Diverse binding of important anions in 1-D tricopper anion coordination polymer (ACP) architectures

With the idea of supramolecular hosts encircling monoanions, a series of urea-containing trinuclear cationic copper complexes were designed, prepared and structurally analyzed. Copper(I) acetylides [Cu3(μ-dppm)3(μ3-η1-CCC6H4-4-NHC(O)NHC6H4-4-R)2]+ (dppm = bis(diphenylphosphino)methane; R = NO2 (1), CF3 (2), Cl (3), H (4), tBu (5), and OCH3 (6)) were prepared with F−, BF4−, or NO3− present as the anion. Eight 1-D anion coordination polymers (ACPs), 1·F, 2·F, 3·BF4, 4·F, 5·F, 5·BF4, 5·NO3 and 6·0.5F·0.5BF4, were clearly determined by X-ray diffraction.
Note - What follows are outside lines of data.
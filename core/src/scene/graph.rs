use crate::math::{MatrixHelper, Vec3};
use crate::prelude::Rgb;
use ndarray::Array2;

/// Handle to a mesh under the scene root.
#[derive(Debug, Clone, Copy, PartialEq, Eq, Hash)]
pub struct NodeId(usize);

#[derive(Debug, Clone, PartialEq)]
pub enum Geometry {
    /// Flat annulus in the local x-y plane.
    Ring { inner: f32, outer: f32, segments: u32 },
    Sphere {
        radius: f32,
        width_segments: u32,
        height_segments: u32,
    },
}

/// Flat-shaded solid colour.
#[derive(Debug, Clone, Copy, PartialEq)]
pub struct Material {
    pub color: Rgb,
    pub double_sided: bool,
}

impl Material {
    pub fn flat(color: Rgb) -> Self {
        Self {
            color,
            double_sided: false,
        }
    }

    pub fn double_sided(mut self) -> Self {
        self.double_sided = true;
        self
    }
}

/// Position plus Euler rotation in radians, composed as `Rx * Ry * Rz`.
#[derive(Debug, Clone, Copy, Default, PartialEq)]
pub struct Transform {
    pub position: Vec3,
    pub rotation: Vec3,
}

impl Transform {
    pub fn at(position: Vec3) -> Self {
        Self {
            position,
            rotation: Vec3::ZERO,
        }
    }

    pub fn model_matrix(&self) -> Array2<f32> {
        let rotation = MatrixHelper::multiply(
            MatrixHelper::rotation_x(self.rotation.x).view(),
            MatrixHelper::multiply(
                MatrixHelper::rotation_y(self.rotation.y).view(),
                MatrixHelper::rotation_z(self.rotation.z).view(),
            )
            .view(),
        );
        MatrixHelper::multiply(
            MatrixHelper::translation(self.position).view(),
            rotation.view(),
        )
    }
}

#[derive(Debug, Clone, PartialEq)]
pub struct Mesh {
    pub name: String,
    pub geometry: Geometry,
    pub material: Material,
    pub transform: Transform,
}

/// Flat scene root. Removed slots stay empty so handles remain stable.
#[derive(Debug, Clone, Default)]
pub struct SceneGraph {
    nodes: Vec<Option<Mesh>>,
}

impl SceneGraph {
    pub fn new() -> Self {
        Self::default()
    }

    pub fn add(&mut self, mesh: Mesh) -> NodeId {
        self.nodes.push(Some(mesh));
        NodeId(self.nodes.len() - 1)
    }

    pub fn remove(&mut self, id: NodeId) -> Option<Mesh> {
        self.nodes.get_mut(id.0).and_then(Option::take)
    }

    pub fn get(&self, id: NodeId) -> Option<&Mesh> {
        self.nodes.get(id.0).and_then(Option::as_ref)
    }

    pub fn get_mut(&mut self, id: NodeId) -> Option<&mut Mesh> {
        self.nodes.get_mut(id.0).and_then(Option::as_mut)
    }

    /// Live meshes in insertion order.
    pub fn iter(&self) -> impl Iterator<Item = (NodeId, &Mesh)> {
        self.nodes
            .iter()
            .enumerate()
            .filter_map(|(idx, node)| node.as_ref().map(|mesh| (NodeId(idx), mesh)))
    }

    pub fn len(&self) -> usize {
        self.nodes.iter().filter(|node| node.is_some()).count()
    }

    pub fn is_empty(&self) -> bool {
        self.len() == 0
    }
}

#[cfg(test)]
mod tests {
    use super::*;

    fn sphere(name: &str) -> Mesh {
        Mesh {
            name: name.into(),
            geometry: Geometry::Sphere {
                radius: 3.0,
                width_segments: 16,
                height_segments: 16,
            },
            material: Material::flat(Rgb::from_hex(0x00ffff)),
            transform: Transform::default(),
        }
    }

    #[test]
    fn removal_keeps_other_handles_valid() {
        let mut graph = SceneGraph::new();
        let a = graph.add(sphere("a"));
        let b = graph.add(sphere("b"));
        assert!(graph.remove(a).is_some());
        assert!(graph.get(a).is_none());
        assert_eq!(graph.get(b).map(|m| m.name.as_str()), Some("b"));
        assert_eq!(graph.len(), 1);
        assert!(graph.remove(a).is_none());
    }

    #[test]
    fn model_matrix_applies_rotation_before_translation() {
        let transform = Transform {
            position: Vec3::new(10.0, 0.0, 0.0),
            rotation: Vec3::new(std::f32::consts::FRAC_PI_2, 0.0, 0.0),
        };
        let p = MatrixHelper::transform_point(transform.model_matrix().view(), Vec3::UP);
        assert!((p[0] - 10.0).abs() < 1e-4);
        assert!(p[1].abs() < 1e-4);
        assert!((p[2] - 1.0).abs() < 1e-4);
    }
}
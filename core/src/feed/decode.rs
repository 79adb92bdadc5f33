use crate::feed::record::{vehicle_label, VehicleRecord};
use crate::prelude::{RadarError, RadarResult};
use log::warn;
use serde_json::Value;

/// A record that was skipped during decoding.
#[derive(Debug, Clone, PartialEq)]
pub struct RejectedRecord {
    pub index: usize,
    pub reason: String,
}

impl RejectedRecord {
    pub fn to_error(&self) -> RadarError {
        RadarError::MalformedRecord {
            index: self.index,
            reason: self.reason.clone(),
        }
    }
}

/// Records accepted from a payload, in input order, plus the ones skipped.
#[derive(Debug, Clone, Default)]
pub struct FeedBatch {
    pub records: Vec<VehicleRecord>,
    pub rejected: Vec<RejectedRecord>,
}

/// Decodes a JSON array of vehicle records.
///
/// A payload that is not a JSON array fails as a whole; individual elements
/// that do not decode are skipped and reported in [`FeedBatch::rejected`].
/// Records without an `id` are labelled by their position in the payload,
/// so skipped elements do not shift the labels of the ones after them.
pub fn decode_records(bytes: &[u8]) -> RadarResult<FeedBatch> {
    let payload: Value = serde_json::from_slice(bytes)
        .map_err(|err| RadarError::DataFetch(format!("payload is not valid JSON: {err}")))?;
    let elements = match payload {
        Value::Array(elements) => elements,
        other => {
            return Err(RadarError::DataFetch(format!(
                "expected an array of vehicle records, found {}",
                kind_of(&other)
            )))
        }
    };

    let mut batch = FeedBatch::default();
    for (index, element) in elements.into_iter().enumerate() {
        match serde_json::from_value::<VehicleRecord>(element) {
            Ok(mut record) if record.is_finite() => {
                if record.id.is_none() {
                    record.id = Some(vehicle_label(index));
                }
                batch.records.push(record);
            }
            Ok(_) => batch.rejected.push(RejectedRecord {
                index,
                reason: "non-finite value".into(),
            }),
            Err(err) => batch.rejected.push(RejectedRecord {
                index,
                reason: err.to_string(),
            }),
        }
    }

    for rejected in &batch.rejected {
        warn!("skipping {}", rejected.to_error());
    }

    Ok(batch)
}

fn kind_of(value: &Value) -> &'static str {
    match value {
        Value::Null => "null",
        Value::Bool(_) => "a boolean",
        Value::Number(_) => "a number",
        Value::String(_) => "a string",
        Value::Array(_) => "an array",
        Value::Object(_) => "an object",
    }
}
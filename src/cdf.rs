//! CDF tables and the shared adaptation rule.
//!
//! A CDF slice for an alphabet of `n_symbols` symbols holds exactly
//! `n_symbols` entries: `n_symbols - 1` inverse cumulative probabilities
//! (entry `i` is `32768 - cum(i + 1)`, Q15, non-increasing) followed by one
//! adaptation counter. The counter saturates at [`CDF_COUNT_MAX`] and so
//! always scales to zero under [`crate::EC_PROB_SHIFT`], which lets it
//! double as the terminal zero of the distribution during decoding.

use crate::error::CoderError;
use crate::{CDF_COUNT_MAX, MAX_SYMBOLS, PROB_TOP};

/// Nudges `cdf` toward the observed `symbol`.
///
/// This is the one adaptation routine in the crate: both the encoder and
/// the decoder call it after coding a symbol, which is what keeps adaptive
/// sessions in lockstep. The step size shrinks as the counter grows, so the
/// table behaves like a frequency estimator without storing raw counts.
/// Boolean CDFs are the `n_symbols == 2` case of the same rule.
pub fn update_cdf(cdf: &mut [u16], symbol: u32, n_symbols: u32) {
    let count = cdf[(n_symbols - 1) as usize];
    let rate = 4 + (count >> 4) + if n_symbols > 3 { 1 } else { 0 };
    for i in 0..(n_symbols - 1) {
        if i < symbol {
            cdf[i as usize] += (32768 - cdf[i as usize]) >> rate;
        } else {
            cdf[i as usize] -= cdf[i as usize] >> rate;
        }
    }
    cdf[(n_symbols - 1) as usize] = count + if count < CDF_COUNT_MAX { 1 } else { 0 };
}

/// A fresh uniform CDF over `n_symbols` symbols, counter at zero.
pub fn flat_cdf(n_symbols: u32) -> Vec<u16> {
    let mut cdf = Vec::with_capacity(n_symbols as usize);
    for i in 0..(n_symbols - 1) {
        cdf.push((PROB_TOP * (n_symbols - 1 - i) / n_symbols) as u16);
    }
    cdf.push(0);
    cdf
}

/// A boolean CDF with Q15 probability `f` that the bit is one.
pub fn bool_cdf(f: u16) -> [u16; 2] {
    [f, 0]
}

/// Maps an 8-bit probability that a bit is zero (`1..=255`) to the Q15
/// probability that it is one. Fixed-point; applied identically on both
/// sides of the coder.
pub fn prob8_to_q15(prob: u8) -> u16 {
    ((0x7F_FFFF - ((prob as u32) << 15) + prob as u32) >> 8) as u16
}

/// Checks that `cdf` is a well-formed table for an alphabet of `n_symbols`.
pub fn validate(cdf: &[u16], n_symbols: u32) -> Result<(), CoderError> {
    if !(2..=MAX_SYMBOLS).contains(&n_symbols) {
        return Err(CoderError::InvalidAlphabetSize { n_symbols });
    }
    if cdf.len() != n_symbols as usize {
        return Err(CoderError::CdfLengthMismatch { len: cdf.len(), n_symbols });
    }
    let data = &cdf[..(n_symbols - 1) as usize];
    for (i, &entry) in data.iter().enumerate() {
        if entry as u32 >= PROB_TOP {
            return Err(CoderError::InvalidCdf { index: i });
        }
        if i > 0 && entry > data[i - 1] {
            return Err(CoderError::InvalidCdf { index: i });
        }
    }
    if cdf[(n_symbols - 1) as usize] > CDF_COUNT_MAX {
        return Err(CoderError::InvalidCdf { index: (n_symbols - 1) as usize });
    }
    Ok(())
}
#![forbid(unsafe_code)]

//! Multi-symbol adaptive arithmetic (range) coder for AV1-class bitstreams.
//!
//! [`MsacEncoder`] serializes binary decisions and small-alphabet symbols
//! into a dense byte stream; [`MsacDecoder`] reproduces the exact sequence
//! from that stream. Both halves share one CDF adaptation rule
//! ([`cdf::update_cdf`]), so adaptive sessions stay bit-exact as long as
//! encoder and decoder are driven with the same operations and the same
//! initial CDF tables.

pub mod cdf;
pub mod decoder;
pub mod encoder;
pub mod error;

pub use decoder::MsacDecoder;
pub use encoder::MsacEncoder;
pub use error::CoderError;

/// Probability precision in bits. CDF entries are Q15.
pub const PROB_BITS: u32 = 15;
/// One in Q15: the total probability mass.
pub const PROB_TOP: u32 = 1 << PROB_BITS;
/// CDF entries are shifted down by this much before interval splitting.
pub const EC_PROB_SHIFT: u32 = 6;
/// Minimum interval width reserved per remaining symbol.
pub const EC_MIN_PROB: u32 = 4;
/// Largest supported alphabet.
pub const MAX_SYMBOLS: u32 = 16;
/// Saturation point of the per-CDF adaptation counter.
pub const CDF_COUNT_MAX: u16 = 32;
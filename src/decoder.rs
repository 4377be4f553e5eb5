//! Range decoder: reproduces the symbol sequence from an encoded stream.

use crate::cdf::{prob8_to_q15, update_cdf, validate};
use crate::error::CoderError;
use crate::{EC_MIN_PROB, EC_PROB_SHIFT};

/// Virtual trailing bytes the decoder may serve past the real input. A
/// well-formed stream never needs more than the encoder's outstanding
/// 48-bit window; reads beyond that budget report [`CoderError::BufferUnderrun`]
/// instead of inventing data forever.
const PADDING_LIMIT: usize = 16;

/// One decoding session over a borrowed byte stream. Driven with the same
/// operation sequence, probabilities, and initial CDF tables as the encoder
/// that produced the stream, it yields the same values and leaves every
/// adaptive CDF in the same final state.
pub struct MsacDecoder<'a> {
    dif: u64,
    rng: u32,
    cnt: i32,
    buf: &'a [u8],
    pos: usize,
    padding: usize,
    /// Must match the encoder's setting for the session.
    pub allow_update_cdf: bool,
}

impl<'a> MsacDecoder<'a> {
    /// Binds `data` for the session. The slice must hold at least one byte.
    pub fn new(data: &'a [u8]) -> Result<Self, CoderError> {
        if data.is_empty() {
            return Err(CoderError::EmptyBuffer);
        }
        let mut dec = Self {
            dif: 0,
            rng: 0x8000,
            cnt: -15,
            buf: data,
            pos: 0,
            padding: 0,
            allow_update_cdf: true,
        };
        dec.refill()?;
        Ok(dec)
    }

    /// Tops the window up to 48 bits. Input bytes are complemented on the
    /// way in; past the end of the buffer, padding bytes are served from a
    /// bounded budget.
    fn refill(&mut self) -> Result<(), CoderError> {
        let mut c = 48 - self.cnt - 24;
        let mut dif = self.dif;
        while c >= 0 {
            let byte = if self.pos < self.buf.len() {
                let b = self.buf[self.pos];
                self.pos += 1;
                b ^ 0xFF
            } else {
                if self.padding == PADDING_LIMIT {
                    return Err(CoderError::BufferUnderrun { pos: self.pos });
                }
                self.padding += 1;
                0xFF
            };
            dif |= (byte as u64) << c;
            c -= 8;
        }
        self.dif = dif;
        self.cnt = 48 - c - 24;
        Ok(())
    }

    fn norm(&mut self, dif: u64, rng: u32) -> Result<(), CoderError> {
        let d = rng.leading_zeros() as i32 - 16;
        let cnt = self.cnt;
        self.dif = dif << d;
        self.rng = rng << d;
        self.cnt = cnt - d;
        if (cnt as u32) < (d as u32) {
            self.refill()?;
        }
        Ok(())
    }

    /// Decodes one symbol in `[0, n_symbols)` against `cdf`: an ascending
    /// search for the bucket holding the current window position, then the
    /// same adaptation the encoder applied.
    pub fn decode_symbol(
        &mut self,
        cdf: &mut [u16],
        n_symbols: u32,
    ) -> Result<u32, CoderError> {
        validate(cdf, n_symbols)?;

        let ns = n_symbols - 1;
        let c = (self.dif >> 32) as u32;
        let r = self.rng >> 8;
        let mut u;
        let mut v = self.rng;
        let mut val: u32 = u32::MAX;

        // The counter entry scales to zero, so the scan always terminates
        // by `val == ns`.
        loop {
            val = val.wrapping_add(1);
            u = v;
            v = r * ((cdf[val as usize] >> EC_PROB_SHIFT) as u32);
            v >>= 7 - EC_PROB_SHIFT;
            v += EC_MIN_PROB * (ns - val);
            if c >= v {
                break;
            }
        }

        self.norm(self.dif - ((v as u64) << 32), u - v)?;

        if self.allow_update_cdf {
            update_cdf(cdf, val, n_symbols);
        }
        Ok(val)
    }

    /// Decodes one bit against an adaptive boolean CDF.
    pub fn decode_bool(&mut self, cdf: &mut [u16]) -> Result<bool, CoderError> {
        validate(cdf, 2)?;
        let bit = self.decode_bool_q15(cdf[0] as u32)?;
        if self.allow_update_cdf {
            update_cdf(cdf, bit as u32, 2);
        }
        Ok(bit)
    }

    /// Decodes one bit coded with a fixed 8-bit probability in `1..=255`
    /// that the bit is zero.
    pub fn decode_bool_prob(&mut self, prob: u8) -> Result<bool, CoderError> {
        if prob == 0 {
            return Err(CoderError::InvalidProbability);
        }
        self.decode_bool_q15(prob8_to_q15(prob) as u32)
    }

    fn decode_bool_q15(&mut self, f: u32) -> Result<bool, CoderError> {
        let r = self.rng;
        let dif = self.dif;
        let mut v = (((r >> 8) * (f >> EC_PROB_SHIFT)) >> (7 - EC_PROB_SHIFT)) + EC_MIN_PROB;
        let vw = (v as u64) << 32;
        let ret = dif >= vw;
        let new_dif = if ret { dif - vw } else { dif };
        if ret {
            v = v.wrapping_add(r.wrapping_sub(2u32.wrapping_mul(v)));
        }
        self.norm(new_dif, v)?;
        Ok(!ret)
    }

    /// Decodes one equiprobable bit.
    pub fn decode_bool_equi(&mut self) -> Result<bool, CoderError> {
        let r = self.rng;
        let dif = self.dif;
        let mut v = ((r >> 8) << 7) + EC_MIN_PROB;
        let vw = (v as u64) << 32;
        let ret = dif >= vw;
        let new_dif = if ret { dif - vw } else { dif };
        if ret {
            v = v.wrapping_add(r.wrapping_sub(2u32.wrapping_mul(v)));
        }
        self.norm(new_dif, v)?;
        Ok(!ret)
    }

    /// Reads `bits` raw bits, MSB first.
    pub fn decode_literal(&mut self, bits: u32) -> Result<u32, CoderError> {
        if bits == 0 || bits > 32 {
            return Err(CoderError::InvalidBitCount { bits });
        }
        let mut value = 0u32;
        for _ in 0..bits {
            value = (value << 1) | self.decode_bool_equi()? as u32;
        }
        Ok(value)
    }

    /// Inverse of [`crate::MsacEncoder::encode_golomb`].
    pub fn decode_golomb(&mut self) -> Result<u32, CoderError> {
        let mut len = 0u32;
        while len < 32 && !self.decode_bool_equi()? {
            len += 1;
        }
        let mut val = 1u32 << len;
        for i in (0..len).rev() {
            if self.decode_bool_equi()? {
                val += 1 << i;
            }
        }
        Ok(val - 1)
    }
}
Diversity in the polymeric architecture is generated by both the choice of R-group used and anion present. 2·F, 3·BF4, 4·F, and 5·F show linear 1-D structures; 5·BF4 and 5·NO3 feature single-stranded helical structures; 1·F and 6·0.5F·0.5BF4 exhibit meso-helical structures. Solid state UV-vis absorption and luminescence properties are also discussed.